Les malheurs d’Ali auraient commencé aussitôt l’éviction du dernier premier ministre, fils du komo Paul Biyoghé Mba actée. L’arrivée d’Ali Bongo en 2009 a eu pour effet un changement de paradigme dans les pratiques et les us. Du moins, jusqu’à la nomination, le 11 janvier dernier de julien Nkoghe Bekale. Le fils d’Omar voulant faire du neuf dans les pratiques politiques, a opéré un virage à 180°en nommant, pour la première fois, un premier ministre issu d’une autre province, en l’occurrence le Woleu Ntem en la personne de Raymond Ndong Sima. Si beaucoup de gens ont applaudi cette régénération, d’autres, notamment les populations de l’Estuaire ainsi que certains anciens apparatchiks de l’ère Omarienne, n’ont pas vu d’un bon œil ce changement. Leurs voix, moins influentes et inaudibles, n’ont pas retenu l’attention du nouveau Président qui a commencé, par cet acte, à lancer les premières salves d’une longue suite qui doivent solder l’héritage de son père au grand dam des partisans de l’ordre ancien.

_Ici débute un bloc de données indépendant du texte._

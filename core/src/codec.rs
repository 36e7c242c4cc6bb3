//! Conversions between bit vectors, decimal integers, and canonical bit-strings.
//!
//! Nothing in this module checks that a decimal value fits its width: [`encode`] silently wraps
//! oversized magnitudes. [`BitSequence`](crate::BitSequence) runs the range check after every
//! encode.

use crate::{
    constants::{MAX_WIDTH, ONE_DIGIT, ZERO_DIGIT},
    error::{BitsError, Result},
    logic::twos_complement,
};

/// Fails unless `width` is a constructible bit width.
pub fn check_width(width: usize) -> Result<()> {
    if width == 0 || width > MAX_WIDTH {
        return Err(BitsError::InvalidWidth { width });
    }
    Ok(())
}

/// Encodes `value` into `width` bits, most significant first.
///
/// The magnitude is decomposed positionally from `2^(width-1)` down to `2^0`; negative signed
/// values are then turned into their two's complement.
pub fn encode(value: i128, width: usize, signed: bool) -> Vec<bool> {
    let is_negative = signed && value < 0;
    let mut residual = value.unsigned_abs();

    let mut bits = Vec::with_capacity(width);
    for position in (0..width).rev() {
        let power = 1u128 << position;
        bits.push(residual >= power);
        residual %= power;
    }

    if is_negative {
        twos_complement(&bits)
    } else {
        bits
    }
}

/// Decodes bits into a decimal value, reading the leading bit as a sign bit when `signed`.
pub fn decode(bits: &[bool], signed: bool) -> i128 {
    debug_assert!(bits.len() <= MAX_WIDTH);

    match bits.first() {
        Some(true) if signed => -positional_value(&twos_complement(bits)),
        _ => positional_value(bits),
    }
}

fn positional_value(bits: &[bool]) -> i128 {
    bits.iter()
        .fold(0i128, |acc, &bit| (acc << 1) | i128::from(bit))
}

/// Smallest and largest decimal value representable in `width` bits.
pub fn representable_range(width: usize, signed: bool) -> Result<(i128, i128)> {
    check_width(width)?;

    if signed {
        let mut min_pattern = vec![false; width];
        min_pattern[0] = true;
        let mut max_pattern = vec![true; width];
        max_pattern[0] = false;

        Ok((decode(&min_pattern, true), decode(&max_pattern, true)))
    } else {
        Ok((0, decode(&vec![true; width], false)))
    }
}

/// Canonical textual form: one `'0'`/`'1'` per bit, most significant first.
pub fn to_bit_string(bits: &[bool]) -> String {
    bits.iter()
        .map(|&bit| if bit { ONE_DIGIT } else { ZERO_DIGIT })
        .collect()
}

/// Parses a bit-string that must be exactly `width` characters of `'0'` and `'1'`.
pub fn parse_bit_str(s: &str, width: usize) -> Result<Vec<bool>> {
    let actual = s.chars().count();
    if actual != width {
        return Err(BitsError::LengthMismatch {
            expected: width,
            actual,
        });
    }

    s.chars()
        .enumerate()
        .map(|(index, digit)| match digit {
            ZERO_DIGIT => Ok(false),
            ONE_DIGIT => Ok(true),
            _ => Err(BitsError::InvalidDigit { index, digit }),
        })
        .collect()
}
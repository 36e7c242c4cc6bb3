//! The [`BitSequence`] value type.
//!
//! A `BitSequence` is validated on every construction path and never mutated afterwards:
//! arithmetic and comparison live in [`arith`](crate::arith) and [`cmp`](crate::cmp) and always
//! produce fresh values.

use std::{fmt, iter::Copied, slice};

use binseq_config::ArithConfig;

use crate::{
    codec,
    error::{BitsError, Result},
    repr::RawBit,
    LOG_TARGET,
};

/// A fixed-width binary number, most significant bit first.
///
/// The decimal value and the representable bounds are derived once at construction.
#[derive(Clone, PartialEq, Eq, Hash)]
pub struct BitSequence {
    bits: Vec<bool>,
    signed: bool,
    decimal: i128,
    min_representable: i128,
    max_representable: i128,
}

impl BitSequence {
    /// Encodes `value` into `width` bits.
    ///
    /// Fails with [`BitsError::OutOfRange`] if `value` cannot be represented with the given width
    /// and signedness.
    pub fn from_int(value: i128, width: usize, signed: bool) -> Result<Self> {
        codec::check_width(width).inspect_err(log_rejection)?;

        let bits = codec::encode(value, width, signed);
        Self::validated(bits, signed, value)
    }

    /// Parses a bit-string of exactly `width` characters.
    pub fn from_bit_str(s: &str, width: usize, signed: bool) -> Result<Self> {
        codec::check_width(width).inspect_err(log_rejection)?;

        let bits = codec::parse_bit_str(s, width).inspect_err(log_rejection)?;
        let decimal = codec::decode(&bits, signed);
        Self::validated(bits, signed, decimal)
    }

    /// Takes ownership of a list of bits; the width is the length of the list.
    pub fn from_bits(bits: impl Into<Vec<bool>>, signed: bool) -> Result<Self> {
        let bits = bits.into();
        codec::check_width(bits.len()).inspect_err(log_rejection)?;

        let decimal = codec::decode(&bits, signed);
        Self::validated(bits, signed, decimal)
    }

    /// Builds a sequence from loosely typed bits, rejecting anything that is not a boolean.
    ///
    /// Integers and strings are never coerced, `RawBit::Int(1)` is as invalid as
    /// `RawBit::Str("true".into())`.
    pub fn from_raw_bits(raw: &[RawBit], signed: bool) -> Result<Self> {
        let bits = raw
            .iter()
            .enumerate()
            .map(|(index, bit)| bit.as_bool().ok_or(BitsError::InvalidBit { index }))
            .collect::<Result<Vec<_>>>()
            .inspect_err(log_rejection)?;

        Self::from_bits(bits, signed)
    }

    /// Encodes `value` using the width and signedness from `config`.
    pub fn with_config(value: i128, config: &ArithConfig) -> Result<Self> {
        Self::from_int(value, config.width, config.signed)
    }

    /// Parses a bit-string using the width and signedness from `config`.
    pub fn from_bit_str_with_config(s: &str, config: &ArithConfig) -> Result<Self> {
        Self::from_bit_str(s, config.width, config.signed)
    }

    fn validated(bits: Vec<bool>, signed: bool, decimal: i128) -> Result<Self> {
        let width = bits.len();
        let (min, max) = codec::representable_range(width, signed)?;

        if decimal < min || decimal > max {
            let err = BitsError::OutOfRange {
                value: decimal,
                width,
                min,
                max,
            };
            log_rejection(&err);
            return Err(err);
        }

        Ok(Self {
            bits,
            signed,
            decimal,
            min_representable: min,
            max_representable: max,
        })
    }

    /// Number of bits.
    pub fn width(&self) -> usize {
        self.bits.len()
    }

    pub fn is_signed(&self) -> bool {
        self.signed
    }

    /// The cached decimal value.
    pub fn decimal(&self) -> i128 {
        self.decimal
    }

    /// Bits in most-significant-first order.
    pub fn bits(&self) -> &[bool] {
        &self.bits
    }

    /// The most significant bit, which is the sign bit of signed sequences.
    pub fn msb(&self) -> bool {
        self.bits[0]
    }

    pub fn is_negative(&self) -> bool {
        self.signed && self.msb()
    }

    /// `(min, max)` decimal values representable with this width and signedness.
    pub fn bounds(&self) -> (i128, i128) {
        (self.min_representable, self.max_representable)
    }

    /// Iterates over the bits, most significant first.
    pub fn iter(&self) -> Copied<slice::Iter<'_, bool>> {
        self.bits.iter().copied()
    }
}

fn log_rejection(err: &BitsError) {
    tracing::trace!(target: LOG_TARGET, %err, "rejected bit sequence");
}

impl fmt::Display for BitSequence {
    fn fmt(&self, f: &mut fmt::Formatter<'_>) -> fmt::Result {
        f.write_str(&codec::to_bit_string(&self.bits))
    }
}

impl fmt::Debug for BitSequence {
    fn fmt(&self, f: &mut fmt::Formatter<'_>) -> fmt::Result {
        let signedness = if self.signed { "signed" } else { "unsigned" };
        write!(
            f,
            "BitSequence({self}, width={}, {signedness})",
            self.width()
        )
    }
}

impl From<&BitSequence> for i128 {
    fn from(sequence: &BitSequence) -> Self {
        sequence.decimal
    }
}

impl<'a> IntoIterator for &'a BitSequence {
    type Item = bool;
    type IntoIter = Copied<slice::Iter<'a, bool>>;

    fn into_iter(self) -> Self::IntoIter {
        self.iter()
    }
}

#[cfg(test)]
mod tests {
    use super::*;

    // (bit-string, decimal, bits)
    fn unsigned_cases() -> Vec<(&'static str, i128, Vec<bool>)> {
        vec![
            ("10100010", 162, vec![true, false, true, false, false, false, true, false]),
            ("01011101", 93, vec![false, true, false, true, true, true, false, true]),
            ("11111111", 255, vec![true; 8]),
            ("00000000", 0, vec![false; 8]),
            ("01110101", 117, vec![false, true, true, true, false, true, false, true]),
            ("01001000", 72, vec![false, true, false, false, true, false, false, false]),
        ]
    }

    fn signed_cases() -> Vec<(&'static str, i128)> {
        vec![
            ("10000000", -128),
            ("10000001", -127),
            ("10000010", -126),
            ("00000000", 0),
            ("01111110", 126),
            ("01111101", 125),
        ]
    }

    #[test]
    fn test_str_sequences() {
        for (s, decimal, bits) in unsigned_cases() {
            let sequence = BitSequence::from_bit_str(s, 8, false).unwrap();
            assert_eq!(sequence.decimal(), decimal, "decimal for {s}");
            assert_eq!(sequence.bits(), &bits[..], "bits for {s}");
        }
        for (s, decimal) in signed_cases() {
            let sequence = BitSequence::from_bit_str(s, 8, true).unwrap();
            assert_eq!(sequence.decimal(), decimal, "decimal for {s}");
        }
    }

    #[test]
    fn test_bool_sequences() {
        for (s, decimal, bits) in unsigned_cases() {
            let sequence = BitSequence::from_bits(bits, false).unwrap();
            assert_eq!(sequence.decimal(), decimal);
            assert_eq!(sequence.to_string(), s);
        }
    }

    #[test]
    fn test_dec_sequences() {
        for (s, decimal, bits) in unsigned_cases() {
            let sequence = BitSequence::from_int(decimal, 8, false).unwrap();
            assert_eq!(sequence.to_string(), s);
            assert_eq!(sequence.iter().collect::<Vec<_>>(), bits);
        }
        for (s, decimal) in signed_cases() {
            let sequence = BitSequence::from_int(decimal, 8, true).unwrap();
            assert_eq!(sequence.to_string(), s);
        }
    }

    #[test]
    fn test_range_boundaries() {
        assert!(BitSequence::from_int(255, 8, false).is_ok());
        assert!(BitSequence::from_int(0, 8, false).is_ok());
        assert!(BitSequence::from_int(127, 8, true).is_ok());
        assert!(BitSequence::from_int(-128, 8, true).is_ok());

        assert_eq!(
            BitSequence::from_int(256, 8, false),
            Err(BitsError::OutOfRange {
                value: 256,
                width: 8,
                min: 0,
                max: 255
            })
        );
        assert_eq!(
            BitSequence::from_int(-1, 8, false),
            Err(BitsError::OutOfRange {
                value: -1,
                width: 8,
                min: 0,
                max: 255
            })
        );
        assert!(matches!(
            BitSequence::from_int(128, 8, true),
            Err(BitsError::OutOfRange { value: 128, .. })
        ));
        assert!(matches!(
            BitSequence::from_int(-129, 8, true),
            Err(BitsError::OutOfRange { value: -129, .. })
        ));
    }

    #[test]
    fn test_full_64_bit_range() {
        let max = BitSequence::from_int(u64::MAX as i128, 64, false).unwrap();
        assert_eq!(max.to_string(), "1".repeat(64));

        let min = BitSequence::from_int(i64::MIN as i128, 64, true).unwrap();
        assert_eq!(min.to_string(), format!("1{}", "0".repeat(63)));

        assert!(BitSequence::from_int(u64::MAX as i128 + 1, 64, false).is_err());
    }

    #[test]
    fn test_invalid_widths() {
        assert_eq!(
            BitSequence::from_int(0, 0, false),
            Err(BitsError::InvalidWidth { width: 0 })
        );
        assert_eq!(
            BitSequence::from_bits(Vec::<bool>::new(), true),
            Err(BitsError::InvalidWidth { width: 0 })
        );
        assert_eq!(
            BitSequence::from_bit_str(&"0".repeat(65), 65, false),
            Err(BitsError::InvalidWidth { width: 65 })
        );
    }

    #[test]
    fn test_bit_str_errors() {
        assert_eq!(
            BitSequence::from_bit_str("1010001", 8, false),
            Err(BitsError::LengthMismatch {
                expected: 8,
                actual: 7
            })
        );
        assert_eq!(
            BitSequence::from_bit_str("1010001x", 8, false),
            Err(BitsError::InvalidDigit {
                index: 7,
                digit: 'x'
            })
        );
    }

    #[test]
    fn test_raw_bits_are_strict() {
        let raw = [RawBit::Bool(true), RawBit::Bool(false), RawBit::Bool(true)];
        let sequence = BitSequence::from_raw_bits(&raw, false).unwrap();
        assert_eq!(sequence.decimal(), 5);

        let raw = [RawBit::Bool(true), RawBit::Int(0), RawBit::Bool(true)];
        assert_eq!(
            BitSequence::from_raw_bits(&raw, false),
            Err(BitsError::InvalidBit { index: 1 })
        );

        let raw = [RawBit::Str("1".to_string())];
        assert_eq!(
            BitSequence::from_raw_bits(&raw, false),
            Err(BitsError::InvalidBit { index: 0 })
        );
    }

    #[test]
    fn test_config_constructors() {
        let config = ArithConfig::default();
        let sequence = BitSequence::with_config(162, &config).unwrap();
        assert_eq!(sequence.width(), 8);
        assert!(!sequence.is_signed());

        let config = ArithConfig {
            width: 4,
            signed: true,
        };
        let sequence = BitSequence::from_bit_str_with_config("1011", &config).unwrap();
        assert_eq!(sequence.decimal(), -5);
        assert!(sequence.is_negative());
    }

    #[test]
    fn test_sign_bit_matches_negativity() {
        for value in -8..8 {
            let sequence = BitSequence::from_int(value, 4, true).unwrap();
            assert_eq!(sequence.msb(), value < 0);
            assert_eq!(sequence.is_negative(), value < 0);
        }
    }

    #[test]
    fn test_accessors_and_formatting() {
        let sequence = BitSequence::from_int(-3, 4, true).unwrap();
        assert_eq!(sequence.bounds(), (-8, 7));
        assert_eq!(i128::from(&sequence), -3);
        assert_eq!(sequence.to_string(), "1101");
        assert_eq!(format!("{sequence:?}"), "BitSequence(1101, width=4, signed)");
        assert_eq!((&sequence).into_iter().filter(|&bit| bit).count(), 3);
    }
}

C’est d’ailleurs à la suite de l’absence prolongée d’Ali que ce camp, parmi plusieurs autres qui bataillent pour le contrôle du bord de mer, a su imposer ce retour aux vieilles recettes de la politique Omarienne que l’on croyait pourtant révolues. A tort. La surprise, à la lecture de la nomination de Julien et, quelques jours plus tard, le déroulé des noms de son gouvernement n’a surpris que les naïfs. Aujourd’hui, les choses sont revenues à la normale. Ces apparatchiks de l’ère ancienne tapis dans toutes les strates des arcanes du pouvoir et, avec eux, les populations de l’Estuaire, jubilent. Et le retour, il y a quelques jours d’Ali bongo au Gabon est la cerise sur le gâteau. Certains mystiques rencontrés aux abords des temples qui pullulent sur les forêts riveraines de la nationale, arguent que ce retour de la primature sur les bords du komo a des relents spirituels voire, mystiques.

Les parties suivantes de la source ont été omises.